The last time Romelu Lukaku struck a ball in competitive action for Chelsea it cost them a trophy. It was the 2013 Super Cup. Lukaku, the young substitute, took the last penalty in the shootout. Manuel Neuer guessed right. Bayern Munich lifted the silverware.
Lukaku was loaned out to Everton soon after and sold the following summer. That was his 15th Chelsea appearance and, while the majority were as a substitute, none brought a goal. It has been the anomaly in a remarkably productive career that, at the age of 28, has yielded 315 goals for his other clubs and his country.
It has long seemed that “the baby Drogba”, as he used to be nicknamed, and Chelsea have had unfinished business and not merely because Wednesday’s Super Cup game against Villarreal affords the chance for a cathartic and belated first goal.
Lukaku could have returned to Stamford Bridge in 2017 when Jose Mourinho stole a march on his old club by taking him to Manchester United instead. Alvaro Morata proved the consolation prize who ended up on the list of the expensive Chelsea strikers who justified neither their price tag nor their reputation: in that respect, at least, no one wants Andriy Shevchenko and Fernando Torres for company.
Lukaku seems a safer bet, even if a fee of £98 million may give Chelsea precious little resale value and, after signing him twice and selling him once, will take their net outlay on him to £90 million. He represents a guarantee of goals. Three players in this summer’s transfer market seemingly did but Harry Kane preferred City, and is trapped in limbo, while Borussia Dortmund have refused to sell Erling Braut Haaland, who seemed ideal for Chelsea.

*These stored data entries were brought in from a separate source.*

use crate::boq_repository::{BoqRepository, InMemoryBoqRepository};
use crate::{BoqError, NewJob, NewMaterial};
use uuid::Uuid;

/// Identificadores de los datos de ejemplo creados por `BoqStubs`.
#[derive(Debug, Clone, Copy)]
pub struct SampleIds {
    pub project_id: Uuid,
    pub job_id: Uuid,
    pub steel_id: Uuid,
    pub cement_id: Uuid,
}

pub struct BoqStubs;

impl BoqStubs {
    /// Crea un repositorio en memoria con un proyecto, un job "Columna de
    /// hormigón" y sus dos materiales (acero 5, cemento 10). El BOQ del
    /// proyecto todavía no existe: se crea en la primera lectura.
    pub fn sample_repo() -> Result<(InMemoryBoqRepository, SampleIds), BoqError> {
        let repo = InMemoryBoqRepository::new();
        let ids = Self::seed(&repo)?;
        Ok((repo, ids))
    }

    /// Puebla cualquier `BoqRepository` con el catálogo de ejemplo.
    pub fn seed<R: BoqRepository + ?Sized>(repo: &R) -> Result<SampleIds, BoqError> {
        let project_id = repo.create_project(Some("Edificio demo".into()))?;
        let job_id = repo.create_job(NewJob { name: "Columna de hormigón".into(),
                                              description: Some("Columna 30x30 armada".into()),
                                              unit: "m3".into() })?;
        let steel_id = repo.create_material(NewMaterial { name: "Acero".into(), unit: "kg".into() })?;
        let cement_id = repo.create_material(NewMaterial { name: "Cemento".into(), unit: "bolsa".into() })?;
        repo.set_job_material(&job_id, &steel_id, 5.0)?;
        repo.set_job_material(&job_id, &cement_id, 10.0)?;
        Ok(SampleIds { project_id, job_id, steel_id, cement_id })
    }
}

#[cfg(test)]
mod tests {
    use super::*;
    use crate::{BoqJobRequest, RequestContext};

    #[test]
    fn sample_job_logs_both_materials() -> Result<(), BoqError> {
        let (repo, ids) = BoqStubs::sample_repo()?;
        let ctx = RequestContext::new();
        let boq = repo.get_boq_with_project(&ctx, &ids.project_id)?.id;
        repo.add_boq_job(&ctx, &boq, &BoqJobRequest::new(ids.job_id, 2.0, 350.0))?;

        let view = repo.get_boq_with_project(&ctx, &ids.project_id)?;
        assert_eq!(view.jobs.len(), 1);
        assert_eq!(view.jobs[0].job_id, ids.job_id);

        let mut logs: Vec<(Uuid, f64)> = repo.list_price_logs(&boq)?.into_iter().map(|l| (l.material_id, l.quantity)).collect();
        logs.sort_by(|a, b| a.1.total_cmp(&b.1));
        assert_eq!(logs, vec![(ids.steel_id, 5.0), (ids.cement_id, 10.0)]);

        // quitar y volver a agregar no duplica el price log
        repo.delete_boq_job(&ctx, &boq, &ids.job_id)?;
        assert_eq!(repo.list_price_logs(&boq)?.len(), 2);
        repo.add_boq_job(&ctx, &boq, &BoqJobRequest::new(ids.job_id, 2.0, 350.0))?;
        assert_eq!(repo.list_price_logs(&boq)?.len(), 2);
        Ok(())
    }
}
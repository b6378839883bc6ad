//! Persistencia Diesel para el núcleo BOQ.
//! Expone el módulo `schema`, la configuración leída del entorno y el
//! repositorio que implementa `boq_domain::BoqRepository`. La implementación
//! detallada está en `boq_persistence.rs`.

mod boq_persistence;
pub mod config;
pub mod schema;

#[cfg(any(test, not(feature = "pg")))]
pub use boq_persistence::new_sqlite_for_test;
pub use boq_persistence::{new_from_env, DieselBoqRepository, MIGRATIONS};
pub use config::DbConfig;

But Lukaku it is. Chelsea’s top scorer in the Premier League last season was the penalty-taking regista Jorginho; in Thomas Tuchel’s otherwise hugely successful reign, Chelsea were outscored 52-25 by City in the top flight.
There was a glaring need for a finisher. Evidently neither Timo Werner nor Kai Havertz was expected to be clinical enough. Lukaku should be the spearhead who renders the false-nine strategy Plan B. He is the poacher who should appreciate the service from the phalanx of creators. He has scored goals with lesser supply lines. He got 30 last season, 34 the year before. He has 157 club strikes in six campaigns, even though only 15 came in his underwhelming sophomore year at Manchester United.
But a return to England represents a volte-face from Lukaku, who had pronounced himself happy to stay at Inter Milan. Perhaps even his exalted status there did not bring fulfilment: he was named Serie A’s Most Valuable Player as Inter won their first Scudetto in 11 years and Lukaku’s first trophy since his Anderlecht days. He will probably end up second only to Cristiano Ronaldo for international goals, certainly among European men, but recognition has been elusive: perhaps that lack of silverware is a reason why. During Euro 2020, Lukaku lamented how other forwards – Robert Lewandowski, Luis Suarez, Karim Benzema, Luis Suarez, Kane – are invariably described as world class when he is not.
He belongs in their bracket. Joining Chelsea may be an attempt to prove it, to repair the reputational damage from being discarded by United, to alter the impression his best feats have come for lesser sides or without achieving collective feats. He powered Inter to glory and was named in Euro 2020’s team of the tournament but he has felt football’s unfulfilled wanderer. But now the £98 million man will become the most expensive footballer ever, in terms of cumulative transfer fees. Both the balance sheet and the scoresheet have offered examples of Lukaku’s merits.